Replenishing Collagen in Your Body
As the body starts losing collagen, and adverse effects begin to become bothersome, people look for ways to replenish this highly important protein. Several methods exist today.
- Taking Supplements
Supplements are one of the most popular ways to increase collagen levels. Some studies show that they may improve the elasticity and appearance of your skin.
While numerous studies have been done to back the efficiency of collagen supplements, this method isn’t approved by the FDA.
It’s also worth noting that you can only enjoy the benefits while you are taking supplements. As soon as you stop supplying your body with collagen, effects may disappear.
- Adjusting Your Diet
To produce collagen, your body needs nutrients from protein-rich food as well as vitamin C, zinc, and copper. You can help your body by adjusting your diet to provide it the necessary building blocks.
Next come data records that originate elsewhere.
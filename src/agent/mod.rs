//! Agent process launcher.
//!
//! Launches the agent command inside a workspace with stdin/stdout/stderr
//! inherited from the controlling terminal. The workspace's shim
//! directory is prepended to PATH so that `git` resolves to the disabled
//! shim instead of the real binary. A pid cache file next to the
//! workspace records that an agent is running; the TUI derives
//! [`crate::workspace::AgentState`] from it.

use crate::config::AgentConfig;
use crate::error::{DojoError, Result};
use crate::workspace::SHIM_DIR;
use log::{info, warn};
use std::env;
use std::ffi::OsString;
use std::path::Path;
use std::process::{Command, ExitStatus, Stdio};

/// Build the PATH value with the workspace's shim directory in front.
fn shimmed_path(workspace_path: &Path) -> OsString {
    let shim_dir = workspace_path.join(SHIM_DIR);
    let mut entries = vec![shim_dir];
    if let Some(existing) = env::var_os("PATH") {
        entries.extend(env::split_paths(&existing));
    }
    env::join_paths(entries).unwrap_or_else(|_| {
        // A PATH entry containing ':' cannot be joined; fall back to the
        // ambient PATH rather than refusing to launch.
        env::var_os("PATH").unwrap_or_default()
    })
}

/// Run the agent to completion inside `workspace_path`.
///
/// The exit status is reported to the caller but a non-zero exit never
/// aborts cleanup. The pid cache at `pid_cache` exists exactly while the
/// agent runs.
pub fn run(config: &AgentConfig, workspace_path: &Path, pid_cache: &Path) -> Result<ExitStatus> {
    let mut command = Command::new(&config.command);
    command
        .args(&config.args)
        .current_dir(workspace_path)
        .env("PATH", shimmed_path(workspace_path))
        .stdin(Stdio::inherit())
        .stdout(Stdio::inherit())
        .stderr(Stdio::inherit());

    info!(
        "launching agent '{}' in {}",
        config.command,
        workspace_path.display()
    );

    let mut child = command
        .spawn()
        .map_err(|e| DojoError::Agent(format!("failed to launch '{}': {e}", config.command)))?;

    if let Err(err) = std::fs::write(pid_cache, child.id().to_string()) {
        warn!("could not write pid cache {}: {err}", pid_cache.display());
    }

    let status = child.wait();
    let _ = std::fs::remove_file(pid_cache);

    let status =
        status.map_err(|e| DojoError::Agent(format!("failed waiting for agent: {e}")))?;
    info!("agent exited with {status}");
    Ok(status)
}

#[cfg(test)]
mod tests {
    use super::*;
    use tempfile::TempDir;

    #[test]
    fn test_shimmed_path_prepends_shim_dir() {
        let temp = TempDir::new().unwrap();
        let path = shimmed_path(temp.path());
        let first = env::split_paths(&path).next().unwrap();
        assert_eq!(first, temp.path().join(SHIM_DIR));
    }

    #[test]
    fn test_run_reports_exit_status_and_clears_pid_cache() {
        let temp = TempDir::new().unwrap();
        let pid_cache = temp.path().join(".agent.pid");
        let config = AgentConfig {
            command: "true".to_string(),
            args: Vec::new(),
        };

        let status = run(&config, temp.path(), &pid_cache).unwrap();
        assert!(status.success());
        assert!(!pid_cache.exists());
    }

    #[test]
    fn test_run_nonzero_exit_is_not_an_error() {
        let temp = TempDir::new().unwrap();
        let pid_cache = temp.path().join(".agent.pid");
        let config = AgentConfig {
            command: "false".to_string(),
            args: Vec::new(),
        };

        let status = run(&config, temp.path(), &pid_cache).unwrap();
        assert!(!status.success());
    }

    #[test]
    fn test_run_missing_command_is_agent_error() {
        let temp = TempDir::new().unwrap();
        let pid_cache = temp.path().join(".agent.pid");
        let config = AgentConfig {
            command: "/nonexistent/agent-binary".to_string(),
            args: Vec::new(),
        };

        let err = run(&config, temp.path(), &pid_cache).unwrap_err();
        assert!(matches!(err, DojoError::Agent(_)));
        assert!(!pid_cache.exists());
    }
}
Beef, chicken, fish, eggs, dairy products, and beans are all rich in protein. One of the most helpful products is bone broth.
However, eating it regularly may not agree well with your stomach. That’s why it’s important to consult a professional about any serious diet changes.
- Battling Bad Habits
According to a study published in the British Journal of Dermatology, smoking affects your body’s natural collagen production, thus leading to early skin wrinkling and sagging.
By quitting smoking, you are giving your body a chance to restore its collagen production abilities.
Collagen is one of the most important proteins in your body. Maintaining sufficient collagen levels sufficient is vital for your health and appearance.
It’s easier to prevent the loss of this important protein by adjusting your diet and quitting smoking than to replenish it down the road.